Level 4: transfer task
Turn the result into a design decision: what would you change if the output missed its target by 25 percent?
Check yourself
Name the design variable with the strongest influence and justify it from the equation.
07
Working with AI, and proving it yourself
Useful AI role
Ask for a critique of assumptions, units, diagram labels, and missing checks after you have attempted the solution.
Do not outsource
Do not paste the problem and accept a final answer. Your evidence is the model, the checks, and the explanation.
08
Retrieval and spaced review
Closed-notes prompts: state the physical model, write the computation that implements it, name the validation case, and check the result's magnitude and units.
TodayRedo the worked example from a blank page.
+1 daySolve Level 1 without notes.
+3 daysSolve Level 2 with changed numbers.
+7 daysConnect this module to another course.

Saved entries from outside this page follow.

// Direct PostgreSQL store over a sqlx connection pool

use super::{schema, value_text, Filter, Row, ScheduleStore};
use crate::config::StoreConfig;
use crate::errors::StoreError;
use async_trait::async_trait;
use serde_json::Value;
use sqlx::postgres::{PgPool, PgPoolOptions};
use sqlx::Row as _;
use std::collections::BTreeSet;
use std::time::Duration;
use tracing::{info, instrument};

/// Store backed by a PostgreSQL connection pool
///
/// Identifiers are checked against the known schema before they are
/// interpolated; values always travel as bind parameters.
#[derive(Debug, Clone)]
pub struct PgStore {
    pool: PgPool,
}

impl PgStore {
    /// Create the connection pool
    #[instrument(skip(config), fields(max_connections = config.max_connections))]
    pub async fn connect(config: &StoreConfig) -> Result<Self, StoreError> {
        info!("Initializing database connection pool");

        let pool = PgPoolOptions::new()
            .max_connections(config.max_connections)
            .min_connections(config.min_connections)
            .acquire_timeout(Duration::from_secs(config.connect_timeout_seconds))
            .connect(&config.url)
            .await
            .map_err(|e| {
                tracing::error!(error = %e, "Failed to create database pool");
                StoreError::ConnectionFailed(e.to_string())
            })?;

        info!(
            max_connections = config.max_connections,
            min_connections = config.min_connections,
            "Database connection pool initialized"
        );

        let store = Self { pool };
        if config.run_migrations {
            store.migrate().await?;
        }
        Ok(store)
    }

    pub fn from_pool(pool: PgPool) -> Self {
        Self { pool }
    }

    pub fn pool(&self) -> &PgPool {
        &self.pool
    }

    /// Apply the bundled schema migrations
    #[instrument(skip(self))]
    pub async fn migrate(&self) -> Result<(), StoreError> {
        sqlx::migrate!("../migrations")
            .run(&self.pool)
            .await
            .map_err(|e| StoreError::QueryFailed(format!("Migration failed: {}", e)))?;
        info!("Database migrations applied");
        Ok(())
    }

    #[instrument(skip(self))]
    pub async fn health_check(&self) -> Result<(), StoreError> {
        sqlx::query("SELECT 1").execute(&self.pool).await.map_err(|e| {
            tracing::error!(error = %e, "Database health check failed");
            StoreError::ConnectionFailed(e.to_string())
        })?;
        Ok(())
    }

    #[instrument(skip(self))]
    pub async fn close(&self) {
        info!("Closing database connection pool");
        self.pool.close().await;
    }
}

fn known_table(table: &str) -> Result<&'static schema::Table, StoreError> {
    schema::table(table).ok_or_else(|| StoreError::UnknownTable(table.to_string()))
}

fn quoted_column(table: &schema::Table, column: &str) -> Result<String, StoreError> {
    if table.has_column(column) {
        Ok(format!("\"{}\"", column))
    } else {
        Err(StoreError::QueryFailed(format!(
            "Unknown column {}.{}",
            table.name, column
        )))
    }
}

/// Columns present in any of the rows, in a stable order
fn row_columns(table: &schema::Table, rows: &[Row]) -> Result<Vec<String>, StoreError> {
    let names: BTreeSet<&str> = rows.iter().flat_map(|r| r.keys().map(String::as_str)).collect();
    names
        .into_iter()
        .map(|name| quoted_column(table, name))
        .collect()
}

/// WHERE clause comparing text forms; bind parameters start at `first_param`
fn where_clause(
    table: &schema::Table,
    filters: &[Filter],
    first_param: usize,
) -> Result<(String, Vec<FilterBind>), StoreError> {
    if filters.is_empty() {
        return Ok((String::new(), Vec::new()));
    }

    let mut clauses = Vec::with_capacity(filters.len());
    let mut binds = Vec::with_capacity(filters.len());
    for (offset, filter) in filters.iter().enumerate() {
        let column = quoted_column(table, filter.column())?;
        let param = first_param + offset;
        match filter {
            Filter::Eq(_, value) => {
                clauses.push(format!("{}::text = ${}", column, param));
                binds.push(FilterBind::One(value_text(value)));
            }
            Filter::In(_, values) => {
                clauses.push(format!("{}::text = ANY(${})", column, param));
                binds.push(FilterBind::Many(values.iter().map(value_text).collect()));
            }
        }
    }
    Ok((format!(" WHERE {}", clauses.join(" AND ")), binds))
}

enum FilterBind {
    One(String),
    Many(Vec<String>),
}

fn bind_filters<'q>(
    mut query: sqlx::query::Query<'q, sqlx::Postgres, sqlx::postgres::PgArguments>,
    binds: Vec<FilterBind>,
) -> sqlx::query::Query<'q, sqlx::Postgres, sqlx::postgres::PgArguments> {
    for bind in binds {
        query = match bind {
            FilterBind::One(value) => query.bind(value),
            FilterBind::Many(values) => query.bind(values),
        };
    }
    query
}

fn json_rows(rows: Vec<sqlx::postgres::PgRow>) -> Result<Vec<Row>, StoreError> {
    rows.into_iter()
        .map(|row| {
            let value: Value = row.try_get(0)?;
            match value {
                Value::Object(map) => Ok(map),
                other => Err(StoreError::InvalidResponse(format!(
                    "expected a JSON object row, got {}",
                    other
                ))),
            }
        })
        .collect()
}

#[async_trait]
impl ScheduleStore for PgStore {
    #[instrument(skip(self, filters), fields(filters = filters.len()))]
    async fn select(
        &self,
        table: &str,
        columns: &[&str],
        filters: &[Filter],
    ) -> Result<Vec<Row>, StoreError> {
        let table = known_table(table)?;
        let projection = if columns.is_empty() {
            "*".to_string()
        } else {
            columns
                .iter()
                .map(|c| quoted_column(table, c))
                .collect::<Result<Vec<_>, _>>()?
                .join(", ")
        };
        let (where_sql, binds) = where_clause(table, filters, 1)?;

        let sql = format!(
            "SELECT to_jsonb(t) FROM (SELECT {} FROM {}{}) t",
            projection, table.name, where_sql
        );
        let rows = bind_filters(sqlx::query(&sql), binds)
            .fetch_all(&self.pool)
            .await?;
        json_rows(rows)
    }

    #[instrument(skip(self, rows), fields(rows = rows.len()))]
    async fn insert(&self, table: &str, rows: Vec<Row>) -> Result<Vec<Row>, StoreError> {
        if rows.is_empty() {
            return Ok(Vec::new());
        }
        let table = known_table(table)?;
        let columns = row_columns(table, &rows)?.join(", ");

        let sql = format!(
            "INSERT INTO {name} ({cols}) \
             SELECT {cols} FROM jsonb_populate_recordset(NULL::{name}, $1) \
             RETURNING to_jsonb({name})",
            name = table.name,
            cols = columns
        );
        let payload = Value::Array(rows.into_iter().map(Value::Object).collect());
        let stored = sqlx::query(&sql).bind(payload).fetch_all(&self.pool).await?;
        json_rows(stored)
    }

    #[instrument(skip(self, rows), fields(rows = rows.len()))]
    async fn upsert(
        &self,
        table: &str,
        rows: Vec<Row>,
        conflict_keys: &[&str],
    ) -> Result<Vec<Row>, StoreError> {
        if rows.is_empty() {
            return Ok(Vec::new());
        }
        let table = known_table(table)?;
        let columns = row_columns(table, &rows)?;
        let keys = conflict_keys
            .iter()
            .map(|k| quoted_column(table, k))
            .collect::<Result<Vec<_>, _>>()?;

        let updates: Vec<String> = columns
            .iter()
            .filter(|c| !keys.contains(*c) && c.as_str() != "\"id\"")
            .map(|c| format!("{c} = EXCLUDED.{c}"))
            .collect();
        // Junction rows have nothing to update; touch a key so RETURNING still yields them
        let action = if updates.is_empty() {
            format!("UPDATE SET {k} = EXCLUDED.{k}", k = keys[0])
        } else {
            format!("UPDATE SET {}", updates.join(", "))
        };

        let sql = format!(
            "INSERT INTO {name} ({cols}) \
             SELECT {cols} FROM jsonb_populate_recordset(NULL::{name}, $1) \
             ON CONFLICT ({keys}) DO {action} \
             RETURNING to_jsonb({name})",
            name = table.name,
            cols = columns.join(", "),
            keys = keys.join(", "),
            action = action
        );
        let payload = Value::Array(rows.into_iter().map(Value::Object).collect());
        let stored = sqlx::query(&sql).bind(payload).fetch_all(&self.pool).await?;
        json_rows(stored)
    }

    #[instrument(skip(self, row, filters))]
    async fn update(&self, table: &str, row: Row, filters: &[Filter]) -> Result<u64, StoreError> {
        let table = known_table(table)?;
        let columns = row_columns(table, std::slice::from_ref(&row))?;
        if columns.is_empty() {
            return Ok(0);
        }
        let (where_sql, binds) = where_clause(table, filters, 2)?;

        let sql = format!(
            "UPDATE {name} SET ({cols}) = (SELECT {cols} FROM jsonb_populate_record(NULL::{name}, $1)){filter}",
            name = table.name,
            cols = columns.join(", "),
            filter = where_sql
        );
        let query = sqlx::query(&sql).bind(Value::Object(row));
        let result = bind_filters(query, binds).execute(&self.pool).await?;
        Ok(result.rows_affected())
    }
}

+30 daysAdd a portfolio artifact.
09
Mapping and portfolio task
Course mapping
Programming is the lever for every quantitative course: the numerical integration s = sum(v dt) here is the same primitive that powers your dynamics, controls, and data-analysis work.
First-pass focus: definitions, model setup, units, and worked examples. Save edge cases for the second pass.
Portfolio task
Create a one-page computation note (physical model, code, and a validation case): sketch, assumptions, equations, result, reasonableness check, limitation, and recommendation.